(Provided data)

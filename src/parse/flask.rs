use crate::parse::common::{
    call_arguments, compose_path, first_string_literal, indent_of, normalize_prefix, Endpoint,
    HttpMethod, DEFAULT_OWNER,
};
use crate::parse::python;
use crate::parse::{Framework, FrameworkParser};
use once_cell::sync::Lazy;
use regex::Regex;
use std::collections::HashMap;
use std::path::Path;

static BLUEPRINT: Lazy<Regex> = Lazy::new(|| Regex::new(r"\bBlueprint\b").unwrap());
static URL_PREFIX_ARG: Lazy<Regex> =
    Lazy::new(|| Regex::new(r#"\burl_prefix\s*=\s*["']([^"']*)["']"#).unwrap());
static VERB_METHOD: Lazy<Regex> =
    Lazy::new(|| Regex::new(r"^\s*(?:async\s+)?def\s+(get|post|put|delete|patch)\s*\(").unwrap());
static ADD_RESOURCE: Lazy<Regex> = Lazy::new(|| Regex::new(r"\.add_resource\b").unwrap());
static RESOURCE_ARGS: Lazy<Regex> =
    Lazy::new(|| Regex::new(r#"^\s*([\w.]+)\s*,\s*["']([^"']*)["']"#).unwrap());
static ROUTE_DECORATOR: Lazy<Regex> = Lazy::new(|| Regex::new(r"^\s*@[\w.]+\.route\b").unwrap());
static ADD_URL_RULE: Lazy<Regex> = Lazy::new(|| Regex::new(r"\.add_url_rule\b").unwrap());
static METHODS: Lazy<Regex> =
    Lazy::new(|| Regex::new(r"methods\s*=\s*[\[(]([^\])]*)[\])]").unwrap());
static VIEW_FUNC: Lazy<Regex> = Lazy::new(|| Regex::new(r"view_func\s*=\s*([\w.]+)").unwrap());

/// Flask routes (`@app.route`, `add_url_rule`) and Flask-RESTful resources
/// (`api.add_resource`).
pub struct FlaskParser;

impl FrameworkParser for FlaskParser {
    fn framework(&self) -> Framework {
        Framework::Flask
    }

    fn supported_extensions(&self) -> &[&'static str] {
        &["py"]
    }

    fn can_parse(&self, _path: &Path, content: &str) -> bool {
        content.contains("from flask")
            || content.contains("import flask")
            || content.contains("@app.route")
            || content.contains(".add_resource(")
    }

    fn parse_file(&self, path: &Path, content: &str) -> Vec<Endpoint> {
        let lines: Vec<&str> = content.lines().collect();
        let resources = resource_methods(&lines);
        let prefix = python::constructor_keyword(&lines, &BLUEPRINT, &URL_PREFIX_ARG)
            .map(|p| normalize_prefix(&p))
            .unwrap_or_default();

        let mut endpoints = Vec::new();
        for (i, line) in lines.iter().enumerate() {
            if line.trim_start().starts_with('#') {
                continue;
            }

            if let Some(m) = ADD_RESOURCE.find(line) {
                let Some(call) = call_arguments(&lines, i, m.end()) else {
                    continue;
                };
                let Some(caps) = RESOURCE_ARGS.captures(&call.text) else {
                    continue;
                };
                let (Some(class), Some(route)) = (caps.get(1), caps.get(2)) else {
                    continue;
                };
                let class = simple_name(class.as_str());
                let methods = resources
                    .get(class)
                    .filter(|m| !m.is_empty())
                    .cloned()
                    .unwrap_or_else(|| vec![HttpMethod::Get]);
                for method in methods {
                    endpoints.push(Endpoint::new(
                        compose_path(&[&prefix, route.as_str()]),
                        method,
                        path,
                        i,
                        class,
                        method.as_str().to_lowercase(),
                        Framework::FlaskRestful,
                    ));
                }
            } else if let Some(m) = ROUTE_DECORATOR.find(line) {
                let Some(call) = call_arguments(&lines, i, m.end()) else {
                    continue;
                };
                let Some(route) = python::route_literal(&call.text) else {
                    continue;
                };
                let handler = python::handler_after(&lines, call.end_line);
                let owner = python::enclosing_class(&lines, i).unwrap_or(DEFAULT_OWNER);
                for method in declared_methods(&call.text) {
                    endpoints.push(Endpoint::new(
                        compose_path(&[&prefix, route]),
                        method,
                        path,
                        i,
                        owner,
                        handler.as_str(),
                        Framework::Flask,
                    ));
                }
            } else if let Some(m) = ADD_URL_RULE.find(line) {
                let Some(call) = call_arguments(&lines, i, m.end()) else {
                    continue;
                };
                let Some(route) = python::route_literal(&call.text) else {
                    continue;
                };
                let view = VIEW_FUNC
                    .captures(&call.text)
                    .and_then(|c| c.get(1))
                    .map(|v| v.as_str().trim_end_matches(".as_view"))
                    .unwrap_or_default();
                let owner = python::enclosing_class(&lines, i).unwrap_or(DEFAULT_OWNER);
                for method in declared_methods(&call.text) {
                    endpoints.push(Endpoint::new(
                        compose_path(&[&prefix, route]),
                        method,
                        path,
                        i,
                        owner,
                        view,
                        Framework::Flask,
                    ));
                }
            }
        }
        endpoints
    }
}

/// First pass: HTTP-verb methods defined by each class, in definition order.
fn resource_methods(lines: &[&str]) -> HashMap<String, Vec<HttpMethod>> {
    let mut resources = HashMap::new();
    for (i, line) in lines.iter().enumerate() {
        let Some(name) = python::class_name(line) else {
            continue;
        };
        let class_indent = indent_of(line);
        let mut methods: Vec<HttpMethod> = Vec::new();
        for body in &lines[i + 1..] {
            let trimmed = body.trim();
            if trimmed.is_empty() || trimmed.starts_with('#') {
                continue;
            }
            if indent_of(body) <= class_indent {
                break;
            }
            if let Some(verb) = VERB_METHOD.captures(body).and_then(|c| c.get(1)) {
                let method = HttpMethod::from_token(verb.as_str());
                if !methods.contains(&method) {
                    methods.push(method);
                }
            }
        }
        resources.insert(name.to_string(), methods);
    }
    resources
}

/// Methods listed in a `methods=[...]` argument, GET when absent.
fn declared_methods(args: &str) -> Vec<HttpMethod> {
    let mut methods: Vec<HttpMethod> = Vec::new();
    if let Some(list) = METHODS.captures(args).and_then(|c| c.get(1)) {
        for item in list.as_str().split(',') {
            let token = first_string_literal(item).unwrap_or(item.trim());
            if token.is_empty() {
                continue;
            }
            let method = HttpMethod::from_token(token);
            if !methods.contains(&method) {
                methods.push(method);
            }
        }
    }
    if methods.is_empty() {
        methods.push(HttpMethod::Get);
    }
    methods
}

fn simple_name(qualified: &str) -> &str {
    qualified.rsplit('.').next().unwrap_or(qualified)
}

#[cfg(test)]
mod tests {
    use super::*;
    use pretty_assertions::assert_eq;

    fn parse(content: &str) -> Vec<Endpoint> {
        FlaskParser.parse_file(Path::new("app.py"), content)
    }

    fn routes(endpoints: &[Endpoint]) -> Vec<(String, HttpMethod, String)> {
        endpoints
            .iter()
            .map(|e| (e.path.clone(), e.method, e.handler.clone()))
            .collect()
    }

    #[test]
    fn restful_resource_expands_per_method() {
        let src = r#"from flask import Flask
from flask_restful import Api, Resource

app = Flask(__name__)
api = Api(app)


class UserResource(Resource):
    def get(self):
        return {"users": []}

    def post(self):
        return {}, 201


api.add_resource(UserResource, "/users")
"#;
        let eps = parse(src);
        assert_eq!(
            routes(&eps),
            vec![
                ("/users".into(), HttpMethod::Get, "get".into()),
                ("/users".into(), HttpMethod::Post, "post".into()),
            ]
        );
        assert!(eps.iter().all(|e| e.owner == "UserResource"));
        assert!(eps
            .iter()
            .all(|e| e.framework == Some(Framework::FlaskRestful)));
        assert_eq!(eps[0].location.line, 15);
    }

    #[test]
    fn resource_without_verbs_defaults_to_get() {
        let src = r#"from flask_restful import Resource
class Health(Resource):
    def helper(self):
        pass

api.add_resource(Health, '/health')
api.add_resource(resources.Unknown, '/unknown')
"#;
        assert_eq!(
            routes(&parse(src)),
            vec![
                ("/health".into(), HttpMethod::Get, "get".into()),
                ("/unknown".into(), HttpMethod::Get, "get".into()),
            ]
        );
    }

    #[test]
    fn route_decorators_with_methods() {
        let src = r#"from flask import Flask
app = Flask(__name__)

@app.route("/")
def index():
    return "hi"

@app.route('/items', methods=['GET', 'POST'])
def items():
    return []

@app.route(
    "/items/<int:item_id>",
    methods=("DELETE",),
)
def delete_item(item_id):
    return ""
"#;
        let eps = parse(src);
        assert_eq!(
            routes(&eps),
            vec![
                ("/".into(), HttpMethod::Get, "index".into()),
                ("/items".into(), HttpMethod::Get, "items".into()),
                ("/items".into(), HttpMethod::Post, "items".into()),
                ("/items/<int:item_id>".into(), HttpMethod::Delete, "delete_item".into()),
            ]
        );
        assert!(eps.iter().all(|e| e.owner == "main"));
        assert!(eps.iter().all(|e| e.framework == Some(Framework::Flask)));
    }

    #[test]
    fn blueprint_prefix_applies_to_all_styles() {
        let src = r#"from flask import Blueprint
bp = Blueprint("admin", __name__, url_prefix="/admin")

@bp.route("/stats")
def stats():
    pass

class Report(MethodView):
    def get(self):
        pass

bp.add_url_rule("/reports", view_func=Report.as_view("reports"), methods=["GET", "PUT"])
api.add_resource(Report, "/report")
"#;
        let eps = parse(src);
        let got: Vec<_> = eps
            .iter()
            .map(|e| (e.path.as_str(), e.method, e.handler.as_str(), e.framework))
            .collect();
        assert_eq!(
            got,
            vec![
                ("/admin/stats", HttpMethod::Get, "stats", Some(Framework::Flask)),
                ("/admin/reports", HttpMethod::Get, "Report", Some(Framework::Flask)),
                ("/admin/reports", HttpMethod::Put, "Report", Some(Framework::Flask)),
                ("/admin/report", HttpMethod::Get, "get", Some(Framework::FlaskRestful)),
            ]
        );
    }

    #[test]
    fn blueprint_prefix_after_nested_call() {
        let src = r#"from flask import Blueprint
bp = Blueprint(
    name("admin"), __name__,
    url_prefix="/admin",
)

@bp.route("/users")
def users():
    pass
"#;
        assert_eq!(
            routes(&parse(src)),
            vec![("/admin/users".into(), HttpMethod::Get, "users".into())]
        );
    }

    #[test]
    fn decorated_method_owned_by_class() {
        let src = r#"from flask import Flask
class Views:
    @app.route("/inside")
    def inside(self):
        pass
"#;
        let eps = parse(src);
        assert_eq!(eps[0].owner, "Views");
        assert_eq!(eps[0].handler, "inside");
    }

    #[test]
    fn commented_routes_are_ignored() {
        let src = "from flask import Flask\n# @app.route('/old')\n@app.route('/new')\ndef new():\n    pass\n";
        assert_eq!(
            routes(&parse(src)),
            vec![("/new".into(), HttpMethod::Get, "new".into())]
        );
    }

    #[test]
    fn detection() {
        let p = Path::new("app.py");
        assert!(FlaskParser.can_parse(p, "from flask import Flask"));
        assert!(FlaskParser.can_parse(p, "api.add_resource(X, '/x')"));
        assert!(!FlaskParser.can_parse(p, "import os\nprint('hi')"));
    }
}
use std::collections::BTreeMap;
use std::path::PathBuf;

/// Where a configuration value came from.
#[derive(Debug, Clone, PartialEq, Eq)]
pub enum Source {
    Default,
    UserConfig(PathBuf),
    ProjectConfig(PathBuf),
    EnvVar(String),
    CliFlag(String),
}

impl std::fmt::Display for Source {
    fn fmt(&self, f: &mut std::fmt::Formatter<'_>) -> std::fmt::Result {
        match self {
            Source::Default => write!(f, "default"),
            Source::UserConfig(path) => write!(f, "user config ({})", path.display()),
            Source::ProjectConfig(path) => write!(f, "project config ({})", path.display()),
            Source::EnvVar(name) => write!(f, "env var ({})", name),
            Source::CliFlag(name) => write!(f, "CLI flag ({})", name),
        }
    }
}

/// Source of each resolved setting, keyed by dotted name (`defaults.format`).
#[derive(Debug, Clone, Default)]
pub struct ProvenanceMap {
    entries: BTreeMap<String, Source>,
}

impl ProvenanceMap {
    pub fn new() -> Self {
        Self::default()
    }

    /// Map with every key in `keys` attributed to the built-in defaults.
    pub fn with_defaults(keys: &[&str]) -> Self {
        let mut map = Self::new();
        for key in keys {
            map.set(*key, Source::Default);
        }
        map
    }

    pub fn set(&mut self, key: impl Into<String>, source: Source) {
        self.entries.insert(key.into(), source);
    }

    pub fn get(&self, key: &str) -> Option<&Source> {
        self.entries.get(key)
    }

    /// All entries, sorted by key.
    pub fn sorted_entries(&self) -> Vec<(&str, &Source)> {
        self.entries.iter().map(|(k, v)| (k.as_str(), v)).collect()
    }
}
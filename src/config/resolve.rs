use crate::config::ignore::load_ignore_file;
use crate::config::provenance::{ProvenanceMap, Source};
use crate::config::schema::FileConfig;
use crate::config::ResolvedConfig;
use crate::errors::{Result, RouteScanError};
use crate::output::OutputFormat;
use crate::parse::Framework;
use clap::ValueEnum;
use std::path::{Path, PathBuf};

pub const PROJECT_CONFIG_NAME: &str = ".routescan.toml";

/// Every key `config show` reports.
const KEYS: [&str; 7] = [
    "defaults.format",
    "defaults.quiet",
    "defaults.include_tests",
    "targeting.include",
    "targeting.exclude",
    "frameworks.enabled",
    "watch.debounce_ms",
];

/// CLI overrides extracted from command arguments.
#[derive(Debug, Default)]
pub struct CliOverrides {
    pub format: Option<OutputFormat>,
    pub quiet: bool,
    pub include_tests: bool,
    pub include: Vec<String>,
    pub exclude: Vec<String>,
    pub frameworks: Vec<Framework>,
    pub debounce_ms: Option<u64>,
}

/// Resolve configuration by applying layers bottom-up:
/// 1. Built-in defaults
/// 2. User config (~/.config/routescan/config.toml)
/// 3. Project config (nearest .routescan.toml walking up from working_dir)
/// 4. Environment variables
/// 5. CLI overrides
pub fn resolve_config(working_dir: &Path, cli: &CliOverrides) -> Result<ResolvedConfig> {
    resolve_with_env(working_dir, cli, |key| std::env::var(key).ok())
}

/// `resolve_config` with an explicit environment lookup.
pub fn resolve_with_env(
    working_dir: &Path,
    cli: &CliOverrides,
    env: impl Fn(&str) -> Option<String>,
) -> Result<ResolvedConfig> {
    let mut config = ResolvedConfig::default();
    let mut prov = ProvenanceMap::with_defaults(&KEYS);
    let mut loaded_files = Vec::new();

    if let Some(path) = find_user_config().filter(|p| p.is_file()) {
        let file = load_file_config(&path, "user")?;
        apply_file_config(&mut config, &file, Source::UserConfig(path.clone()), &mut prov)?;
        loaded_files.push(path);
    }

    if let Some(path) = find_project_config(working_dir) {
        let file = load_file_config(&path, "project")?;
        apply_file_config(&mut config, &file, Source::ProjectConfig(path.clone()), &mut prov)?;
        loaded_files.push(path);
    }

    apply_env_vars(&mut config, &mut prov, env)?;
    apply_cli_overrides(&mut config, cli, &mut prov);

    if config.debounce_ms == 0 {
        let origin = prov
            .get("watch.debounce_ms")
            .map(ToString::to_string)
            .unwrap_or_default();
        return Err(RouteScanError::Config(format!(
            "Invalid debounce 0 in {origin}: expected at least 1 millisecond"
        )));
    }

    config.ignore_patterns = load_ignore_file(working_dir);
    config.provenance = prov;
    config.loaded_files = loaded_files;

    Ok(config)
}

fn find_user_config() -> Option<PathBuf> {
    dirs::config_dir().map(|d| d.join("routescan").join("config.toml"))
}

fn find_project_config(start: &Path) -> Option<PathBuf> {
    start
        .ancestors()
        .map(|dir| dir.join(PROJECT_CONFIG_NAME))
        .find(|p| p.is_file())
}

fn load_file_config(path: &Path, layer: &str) -> Result<FileConfig> {
    let content = std::fs::read_to_string(path).map_err(|_| {
        RouteScanError::Config(format!("Could not read {layer} config: {}", path.display()))
    })?;
    FileConfig::from_toml(&content)
        .map_err(|e| RouteScanError::Config(format!("Invalid {layer} config: {e}")))
}

fn apply_file_config(
    config: &mut ResolvedConfig,
    file: &FileConfig,
    source: Source,
    prov: &mut ProvenanceMap,
) -> Result<()> {
    if let Some(ref format) = file.defaults.format {
        config.format = parse_format(format, &source)?;
        prov.set("defaults.format", source.clone());
    }
    if let Some(quiet) = file.defaults.quiet {
        config.quiet = quiet;
        prov.set("defaults.quiet", source.clone());
    }
    if let Some(include_tests) = file.defaults.include_tests {
        config.include_tests = include_tests;
        prov.set("defaults.include_tests", source.clone());
    }

    if !file.targeting.include.is_empty() {
        config.include = file.targeting.include.clone();
        prov.set("targeting.include", source.clone());
    }
    if !file.targeting.exclude.is_empty() {
        config.exclude = file.targeting.exclude.clone();
        prov.set("targeting.exclude", source.clone());
    }

    if let Some(ref enabled) = file.frameworks.enabled {
        config.frameworks = parse_frameworks(enabled, &source)?;
        prov.set("frameworks.enabled", source.clone());
    }

    if let Some(debounce_ms) = file.watch.debounce_ms {
        config.debounce_ms = debounce_ms;
        prov.set("watch.debounce_ms", source);
    }
    Ok(())
}

fn apply_env_vars(
    config: &mut ResolvedConfig,
    prov: &mut ProvenanceMap,
    env: impl Fn(&str) -> Option<String>,
) -> Result<()> {
    if let Some(val) = env("ROUTESCAN_FORMAT") {
        let source = Source::EnvVar("ROUTESCAN_FORMAT".into());
        config.format = parse_format(&val, &source)?;
        prov.set("defaults.format", source);
    }
    if let Some(val) = env("ROUTESCAN_QUIET") {
        config.quiet = parse_bool(&val);
        prov.set("defaults.quiet", Source::EnvVar("ROUTESCAN_QUIET".into()));
    }
    if let Some(val) = env("ROUTESCAN_INCLUDE_TESTS") {
        config.include_tests = parse_bool(&val);
        prov.set(
            "defaults.include_tests",
            Source::EnvVar("ROUTESCAN_INCLUDE_TESTS".into()),
        );
    }
    if let Some(val) = env("ROUTESCAN_INCLUDE") {
        config.include = split_list(&val);
        prov.set("targeting.include", Source::EnvVar("ROUTESCAN_INCLUDE".into()));
    }
    if let Some(val) = env("ROUTESCAN_EXCLUDE") {
        config.exclude = split_list(&val);
        prov.set("targeting.exclude", Source::EnvVar("ROUTESCAN_EXCLUDE".into()));
    }
    if let Some(val) = env("ROUTESCAN_FRAMEWORKS") {
        let source = Source::EnvVar("ROUTESCAN_FRAMEWORKS".into());
        config.frameworks = parse_frameworks(&split_list(&val), &source)?;
        prov.set("frameworks.enabled", source);
    }
    if let Some(val) = env("ROUTESCAN_DEBOUNCE_MS") {
        config.debounce_ms = val.trim().parse().map_err(|_| {
            RouteScanError::Config(format!(
                "Invalid debounce '{val}' in env var (ROUTESCAN_DEBOUNCE_MS): expected milliseconds"
            ))
        })?;
        prov.set(
            "watch.debounce_ms",
            Source::EnvVar("ROUTESCAN_DEBOUNCE_MS".into()),
        );
    }
    Ok(())
}

fn apply_cli_overrides(config: &mut ResolvedConfig, cli: &CliOverrides, prov: &mut ProvenanceMap) {
    if let Some(format) = cli.format {
        config.format = format;
        prov.set("defaults.format", Source::CliFlag("--format".into()));
    }
    if cli.quiet {
        config.quiet = true;
        prov.set("defaults.quiet", Source::CliFlag("--quiet".into()));
    }
    if cli.include_tests {
        config.include_tests = true;
        prov.set(
            "defaults.include_tests",
            Source::CliFlag("--include-tests".into()),
        );
    }
    if !cli.include.is_empty() {
        config.include = cli.include.clone();
        prov.set("targeting.include", Source::CliFlag("--include".into()));
    }
    if !cli.exclude.is_empty() {
        config.exclude = cli.exclude.clone();
        prov.set("targeting.exclude", Source::CliFlag("--exclude".into()));
    }
    if !cli.frameworks.is_empty() {
        config.frameworks = in_priority_order(&cli.frameworks);
        prov.set("frameworks.enabled", Source::CliFlag("--framework".into()));
    }
    if let Some(debounce_ms) = cli.debounce_ms {
        config.debounce_ms = debounce_ms;
        prov.set("watch.debounce_ms", Source::CliFlag("--debounce-ms".into()));
    }
}

fn parse_format(value: &str, source: &Source) -> Result<OutputFormat> {
    OutputFormat::from_str(value.trim(), true).map_err(|_| {
        RouteScanError::Config(format!(
            "Invalid format '{value}' in {source}: expected json or text"
        ))
    })
}

fn parse_frameworks(names: &[String], source: &Source) -> Result<Vec<Framework>> {
    let parsed = names
        .iter()
        .map(|n| {
            n.parse::<Framework>()
                .map_err(|e| RouteScanError::Config(format!("{e} in {source}")))
        })
        .collect::<Result<Vec<_>>>()?;
    Ok(in_priority_order(&parsed))
}

/// Parser frameworks named by `selected`, deduplicated, in registry order.
fn in_priority_order(selected: &[Framework]) -> Vec<Framework> {
    Framework::PARSED
        .iter()
        .filter(|fw| selected.iter().any(|s| s.parser_framework() == **fw))
        .copied()
        .collect()
}

fn parse_bool(value: &str) -> bool {
    value == "1" || value.eq_ignore_ascii_case("true")
}

fn split_list(value: &str) -> Vec<String> {
    value
        .split(',')
        .map(str::trim)
        .filter(|s| !s.is_empty())
        .map(String::from)
        .collect()
}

(End Provided data)

- **Your goal**: If a line above contains the word "handler", list it.

- **Answer below**:
                let handler = python::handler_after(&lines, call.end_line);
                        handler.as_str(),
            .map(|e| (e.path.clone(), e.method, e.handler.clone()))
            .map(|e| (e.path.as_str(), e.method, e.handler.as_str(), e.framework))
        assert_eq!(eps[0].handler, "inside");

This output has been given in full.